要件のことで師匠の意を受けてお使いをしたり、また師匠が妻君に話していること、時々、私に愚痴《ぐち》を洩《も》らされることなどで、この結婚が破れるのであろうということを予想しておりました。後に至っても偶々《たまたま》師匠が当時のことを私に話して、本当に媒酌人をするということは重大な責任のあることを語られましたが、この時の心配苦労の一通りでなかったことが推察されました。

 さて、その後、お綾さんが里へ帰られ、間もなく大隈さんへ貰われることになったのですが、この関係は私は知りません。また、師匠もこの時のことには立ち入っておりませんでした。

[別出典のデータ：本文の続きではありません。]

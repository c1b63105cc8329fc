// File: src/patch.rs
// Purpose: Datastar-style element patch events for live responses

use std::convert::Infallible;

use axum::response::{
    sse::{Event, Sse},
    IntoResponse, Response,
};
use futures::stream;
use maud::Markup;

pub const PATCH_ELEMENTS_EVENT: &str = "datastar-patch-elements";

/// How the client applies the patched elements
#[derive(Debug, Clone, Copy, PartialEq, Eq, Default)]
pub enum PatchMode {
    #[default]
    Outer,
    Inner,
    Replace,
    Prepend,
    Append,
    Before,
    After,
    Remove,
}

impl PatchMode {
    pub fn as_str(&self) -> &'static str {
        match self {
            PatchMode::Outer => "outer",
            PatchMode::Inner => "inner",
            PatchMode::Replace => "replace",
            PatchMode::Prepend => "prepend",
            PatchMode::Append => "append",
            PatchMode::Before => "before",
            PatchMode::After => "after",
            PatchMode::Remove => "remove",
        }
    }
}

/// A single `datastar-patch-elements` event
///
/// ```text
/// event: datastar-patch-elements
/// data: selector #notes-content
/// data: mode outer
/// data: elements <div id="notes-content">…</div>
/// ```
#[derive(Debug, Clone, PartialEq, Eq)]
pub struct PatchElements {
    selector: String,
    mode: PatchMode,
    elements: String,
}

impl PatchElements {
    /// Targets the element with id `selector_id` (a leading `#` is optional)
    pub fn new(selector_id: &str, fragment: Markup) -> Self {
        let selector = if selector_id.starts_with('#') {
            selector_id.to_string()
        } else {
            format!("#{}", selector_id)
        };

        Self {
            selector,
            mode: PatchMode::default(),
            elements: fragment.into_string(),
        }
    }

    pub fn with_mode(mut self, mode: PatchMode) -> Self {
        self.mode = mode;
        self
    }

    pub fn selector(&self) -> &str {
        &self.selector
    }

    /// Event data lines, without the `data: ` prefix
    pub fn data_lines(&self) -> Vec<String> {
        let mut lines = vec![
            format!("selector {}", self.selector),
            format!("mode {}", self.mode.as_str()),
        ];
        let elements = self.elements.replace("\r\n", "\n").replace('\r', "\n");
        lines.extend(
            elements
                .lines()
                .filter(|line| !line.is_empty())
                .map(|line| format!("elements {}", line)),
        );
        lines
    }

    pub fn to_event(&self) -> Event {
        Event::default()
            .event(PATCH_ELEMENTS_EVENT)
            .data(self.data_lines().join("\n"))
    }
}

impl IntoResponse for PatchElements {
    fn into_response(self) -> Response {
        let event = self.to_event();
        Sse::new(stream::once(async move { Ok::<_, Infallible>(event) })).into_response()
    }
}
// File: src/signals.rs
// Purpose: Live state parsing from the `datastar` query payload

use serde::{de::DeserializeOwned, Serialize};
use serde_json::Value as JsonValue;
use thiserror::Error;

use crate::request_context::RequestContext;

/// Query parameter carrying client signals on live GET requests
pub const SIGNALS_QUERY_PARAM: &str = "datastar";

#[derive(Debug, Error)]
pub enum SignalError {
    #[error("invalid signal payload: {0}")]
    Json(#[from] serde_json::Error),

    #[error("signal payload must be a JSON object")]
    NotAnObject,
}

/// Reads live state from the request, starting from `defaults`
///
/// A missing or blank payload yields `defaults` unchanged. Otherwise the
/// payload object is merged over the serialized defaults, so clients only
/// need to send the signals they changed.
pub fn read_signals<T>(req: &RequestContext, defaults: T) -> Result<T, SignalError>
where
    T: Serialize + DeserializeOwned,
{
    let raw = match req.query.get(SIGNALS_QUERY_PARAM) {
        Some(raw) if !raw.trim().is_empty() => raw,
        _ => return Ok(defaults),
    };

    let incoming: JsonValue = serde_json::from_str(raw)?;
    if !incoming.is_object() {
        return Err(SignalError::NotAnObject);
    }

    let mut merged = serde_json::to_value(&defaults)?;
    merge_json(&mut merged, incoming);
    Ok(serde_json::from_value(merged)?)
}

fn merge_json(target: &mut JsonValue, patch: JsonValue) {
    match (target, patch) {
        (JsonValue::Object(target), JsonValue::Object(patch)) => {
            for (key, value) in patch {
                match target.get_mut(&key) {
                    Some(existing) => merge_json(existing, value),
                    None => {
                        target.insert(key, value);
                    }
                }
            }
        }
        (target, patch) => *target = patch,
    }
}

しかし、或る日三枝未亡人が師匠宅へ見えられてお綾さんのその後のことについて話しておられました。
「……実は、綾のことですが、今度お国のお侍で大隈という人から是非|慾《ほ》しいというので、遣わすことに承諾しましたのですが、まるで娘を掠奪《さら》われるような工合で、私も実に驚きました」
と、愚痴交じりにいっておられた所を見ると、未亡人も承諾はしたものの、先方の行方《やりかた》が乱暴なので迷惑に感じたような口裏であった。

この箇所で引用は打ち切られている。